[[ THE DATA open ]]
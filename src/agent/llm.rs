//! LLM provider contract and message/tool types
//!
//! Defines the pluggable interface that LLM adapters implement, plus
//! the OpenAI-style message, tool-call, and usage types shared by the
//! orchestrator and tool dispatcher.

use async_trait::async_trait;
use futures::stream::BoxStream;
use serde::{Deserialize, Serialize};
use serde_json::Value;

/// Reason a completion terminated
#[derive(Debug, Clone, Copy, PartialEq, Eq, Serialize, Deserialize)]
#[serde(rename_all = "snake_case")]
pub enum FinishReason {
    Stop,
    Length,
    ToolCalls,
    ContentFilter,
    Error,
}

/// Role of a message in the conversation
#[derive(Debug, Clone, Copy, PartialEq, Eq, Serialize, Deserialize)]
#[serde(rename_all = "lowercase")]
pub enum MessageRole {
    System,
    User,
    Assistant,
    Tool,
}

/// A tool/function call emitted by the model.
///
/// `arguments` is the parsed JSON object; adapters normalize the
/// provider's stringified form before constructing this.
#[derive(Debug, Clone, PartialEq, Serialize, Deserialize)]
pub struct ToolCall {
    pub id: String,
    pub name: String,
    pub arguments: Value,
}

impl ToolCall {
    /// OpenAI wire form with stringified arguments
    pub fn to_wire(&self) -> Value {
        serde_json::json!({
            "id": self.id,
            "type": "function",
            "function": {
                "name": self.name,
                "arguments": self.arguments.to_string(),
            },
        })
    }
}

/// One message in the LLM conversation history
#[derive(Debug, Clone, Serialize, Deserialize)]
pub struct Message {
    pub role: MessageRole,
    #[serde(skip_serializing_if = "Option::is_none")]
    pub content: Option<String>,
    #[serde(skip_serializing_if = "Option::is_none")]
    pub name: Option<String>,
    #[serde(skip_serializing_if = "Option::is_none")]
    pub tool_call_id: Option<String>,
    #[serde(skip_serializing_if = "Option::is_none")]
    pub tool_calls: Option<Vec<ToolCall>>,
}

impl Message {
    pub fn system(content: impl Into<String>) -> Self {
        Self {
            role: MessageRole::System,
            content: Some(content.into()),
            name: None,
            tool_call_id: None,
            tool_calls: None,
        }
    }

    pub fn user(content: impl Into<String>) -> Self {
        Self {
            role: MessageRole::User,
            content: Some(content.into()),
            name: None,
            tool_call_id: None,
            tool_calls: None,
        }
    }

    pub fn assistant(content: impl Into<String>) -> Self {
        Self {
            role: MessageRole::Assistant,
            content: Some(content.into()),
            name: None,
            tool_call_id: None,
            tool_calls: None,
        }
    }

    /// Assistant message that carries tool calls
    pub fn assistant_with_tools(content: Option<String>, tool_calls: Vec<ToolCall>) -> Self {
        Self {
            role: MessageRole::Assistant,
            content,
            name: None,
            tool_call_id: None,
            tool_calls: Some(tool_calls),
        }
    }

    /// Tool result message, keyed back to the originating call
    pub fn tool_result(
        tool_call_id: impl Into<String>,
        name: impl Into<String>,
        content: impl Into<String>,
    ) -> Self {
        Self {
            role: MessageRole::Tool,
            content: Some(content.into()),
            name: Some(name.into()),
            tool_call_id: Some(tool_call_id.into()),
            tool_calls: None,
        }
    }

    /// OpenAI wire form for the chat-completions request body
    pub fn to_wire(&self) -> Value {
        let mut obj = serde_json::Map::new();
        let role = match self.role {
            MessageRole::System => "system",
            MessageRole::User => "user",
            MessageRole::Assistant => "assistant",
            MessageRole::Tool => "tool",
        };
        obj.insert("role".to_string(), Value::String(role.to_string()));
        if let Some(content) = &self.content {
            obj.insert("content".to_string(), Value::String(content.clone()));
        }
        if let Some(name) = &self.name {
            obj.insert("name".to_string(), Value::String(name.clone()));
        }
        if let Some(id) = &self.tool_call_id {
            obj.insert("tool_call_id".to_string(), Value::String(id.clone()));
        }
        if let Some(calls) = &self.tool_calls {
            obj.insert(
                "tool_calls".to_string(),
                Value::Array(calls.iter().map(|c| c.to_wire()).collect()),
            );
        }
        Value::Object(obj)
    }
}

/// Definition of a tool the model may call (OpenAI function format)
#[derive(Debug, Clone, Serialize, Deserialize)]
pub struct ToolDefinition {
    pub name: String,
    pub description: String,
    pub parameters: Value,
}

impl ToolDefinition {
    pub fn to_wire(&self) -> Value {
        serde_json::json!({
            "type": "function",
            "function": {
                "name": self.name,
                "description": self.description,
                "parameters": self.parameters,
            },
        })
    }
}

/// Token usage for one completion
#[derive(Debug, Clone, Copy, Default, Serialize, Deserialize)]
pub struct TokenUsage {
    pub prompt_tokens: u64,
    pub completion_tokens: u64,
    pub total_tokens: u64,
}

/// Response from a completion call
#[derive(Debug, Clone, Default)]
pub struct LlmResponse {
    pub content: Option<String>,
    pub tool_calls: Vec<ToolCall>,
    pub usage: Option<TokenUsage>,
    pub finish_reason: Option<FinishReason>,
    pub model: Option<String>,
}

impl LlmResponse {
    pub fn has_tool_calls(&self) -> bool {
        !self.tool_calls.is_empty()
    }
}

/// One chunk of a streamed completion.
///
/// Tool-call deltas are reassembled inside the adapter; the chunk whose
/// `finish_reason` is `ToolCalls` carries the fully assembled list.
#[derive(Debug, Clone, Default)]
pub struct LlmChunk {
    pub content: String,
    pub tool_calls: Vec<ToolCall>,
    pub finish_reason: Option<FinishReason>,
    pub model: Option<String>,
}

/// LLM error taxonomy. Adapters map vendor failures onto these; no
/// vendor error types cross the adapter boundary.
#[derive(Debug, thiserror::Error)]
pub enum LlmError {
    #[error("LLM rate limit exceeded: {0}")]
    RateLimited(String),
    #[error("LLM authentication failed: {0}")]
    Authentication(String),
    #[error("LLM context length exceeded: {0}")]
    ContextLength(String),
    #[error("LLM provider error: {0}")]
    Provider(String),
}

impl LlmError {
    /// Transient errors are retried by the orchestrator; the rest are
    /// surfaced immediately.
    pub fn is_transient(&self) -> bool {
        matches!(self, LlmError::RateLimited(_) | LlmError::Provider(_))
    }
}

/// Pluggable LLM provider contract
#[async_trait]
pub trait LlmProvider: Send + Sync {
    /// Generate one completion
    async fn complete(
        &self,
        messages: &[Message],
        tools: Option<&[ToolDefinition]>,
    ) -> Result<LlmResponse, LlmError>;

    /// Stream a completion as incremental chunks
    async fn stream_complete(
        &self,
        messages: &[Message],
        tools: Option<&[ToolDefinition]>,
    ) -> Result<BoxStream<'static, Result<LlmChunk, LlmError>>, LlmError>;

    /// Total tokens consumed by this provider instance
    fn total_tokens_used(&self) -> u64 {
        0
    }
}

#[cfg(test)]
mod tests {
    use super::*;

    #[test]
    fn test_message_constructors() {
        let msg = Message::user("Hello");
        assert_eq!(msg.role, MessageRole::User);
        assert_eq!(msg.content.as_deref(), Some("Hello"));

        let tool = Message::tool_result("call_1", "create_callback_task", "done");
        assert_eq!(tool.role, MessageRole::Tool);
        assert_eq!(tool.tool_call_id.as_deref(), Some("call_1"));
        assert_eq!(tool.name.as_deref(), Some("create_callback_task"));
    }

    #[test]
    fn test_tool_call_wire_stringifies_arguments() {
        let call = ToolCall {
            id: "tc_1".to_string(),
            name: "transfer_call".to_string(),
            arguments: serde_json::json!({"call_id": "abc"}),
        };
        let wire = call.to_wire();
        assert_eq!(wire["function"]["name"], "transfer_call");
        let args: Value =
            serde_json::from_str(wire["function"]["arguments"].as_str().unwrap()).unwrap();
        assert_eq!(args["call_id"], "abc");
    }

    #[test]
    fn test_assistant_wire_includes_tool_calls() {
        let msg = Message::assistant_with_tools(
            None,
            vec![ToolCall {
                id: "tc_2".to_string(),
                name: "send_notification".to_string(),
                arguments: serde_json::json!({}),
            }],
        );
        let wire = msg.to_wire();
        assert_eq!(wire["role"], "assistant");
        assert!(wire.get("content").is_none());
        assert_eq!(wire["tool_calls"][0]["function"]["name"], "send_notification");
    }

    #[test]
    fn test_transient_classification() {
        assert!(LlmError::RateLimited("429".into()).is_transient());
        assert!(LlmError::Provider("boom".into()).is_transient());
        assert!(!LlmError::Authentication("401".into()).is_transient());
        assert!(!LlmError::ContextLength("too long".into()).is_transient());
    }
}
//! State inspection commands: status, check, reset.
//!
//! These always read the durable `SQLite` state, whatever backend the filter
//! is configured with. `status` and `check` open it read-only, so a damaged
//! state file is reported and left for `reset` to deal with.

use anyhow::Context;
use deltafetch::config::DeltaFetchConfig;
use deltafetch::services::PathManager;
use deltafetch::{SeenSetPolicy, StoreBackend, WorkUnit};

/// Returns the number of keys recorded for a job.
fn count_keys(config: &DeltaFetchConfig, job: &str) -> deltafetch::Result<usize> {
    let policy = SeenSetPolicy::inspect(job, &config.dir)?;
    let count = policy.len();
    policy.close()?;
    count
}

/// Status command.
pub fn cmd_status(config: &DeltaFetchConfig, job: Option<&str>) -> anyhow::Result<()> {
    println!("Deltafetch Status");
    println!("=================");
    println!("Enabled: {}", config.enabled);
    println!("Backend: {}", config.backend);
    println!("State dir: {}", config.dir.display());

    if !config.backend.is_durable() {
        println!();
        println!("Note: the {} backend keeps no state between runs", config.backend);
    }

    let paths = PathManager::new(&config.dir);
    let jobs = match job {
        Some(name) => vec![name.to_string()],
        None => paths.list_jobs()?,
    };

    println!();
    println!("Jobs:");
    if jobs.is_empty() {
        println!("  (none)");
    }
    for name in jobs {
        if !paths.job_db_path(&name)?.is_file() {
            println!("  {name}: no state");
            continue;
        }
        match count_keys(config, &name) {
            Ok(count) => println!("  {name}: {count} keys"),
            Err(e) => println!("  {name}: unreadable ({e})"),
        }
    }

    Ok(())
}

/// Check command.
pub fn cmd_check(
    config: &DeltaFetchConfig,
    job: &str,
    url: &str,
    method: &str,
    key: Option<String>,
) -> anyhow::Result<()> {
    let mut unit = WorkUnit::get(url)?.with_method(method);
    if let Some(key) = key {
        unit = unit.with_override_key(key);
    }

    let paths = PathManager::new(&config.dir);
    if !paths.job_db_path(job)?.is_file() {
        println!("Job '{job}' has no state; {url} has not been seen");
        return Ok(());
    }

    let policy = SeenSetPolicy::inspect(job, &config.dir)
        .with_context(|| format!("state of job '{job}' is unreadable"))?;
    let key = policy.derive_key(&unit);
    let last_seen = policy.last_seen(&unit);
    policy.close()?;

    println!("Job: {job}");
    println!("URL: {url}");
    println!("Key: {key}");
    match last_seen? {
        Some(at) => println!("Seen: yes, last result at {}", at.to_rfc3339()),
        None => println!("Seen: no"),
    }

    Ok(())
}

/// Reset command.
///
/// An unreadable state file is reset too; it is recreated empty.
pub fn cmd_reset(config: &DeltaFetchConfig, job: &str) -> anyhow::Result<()> {
    let path = PathManager::new(&config.dir).job_db_path(job)?;
    let discarded = if path.is_file() {
        count_keys(config, job).map_err(|e| {
            tracing::warn!(job, error = %e, "State file unreadable, recreating it");
        })
    } else {
        Ok(0)
    };

    SeenSetPolicy::configure(job, &config.dir, true, StoreBackend::Sqlite)
        .and_then(SeenSetPolicy::close)
        .with_context(|| format!("failed to reset job '{job}'"))?;

    match discarded {
        Ok(count) => println!("Reset job '{job}': discarded {count} keys"),
        Err(()) => println!("Reset job '{job}': discarded unreadable state"),
    }
    Ok(())
}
[[ THE DATA closed ]]
ACTION ITEM:
Search the entries for the word "discarded", then list each line that holds it.

RESULT OF THIS EXERCISE:
    let discarded = if path.is_file() {
    match discarded {
        Ok(count) => println!("Reset job '{job}': discarded {count} keys"),
        Err(()) => println!("Reset job '{job}': discarded unreadable state"),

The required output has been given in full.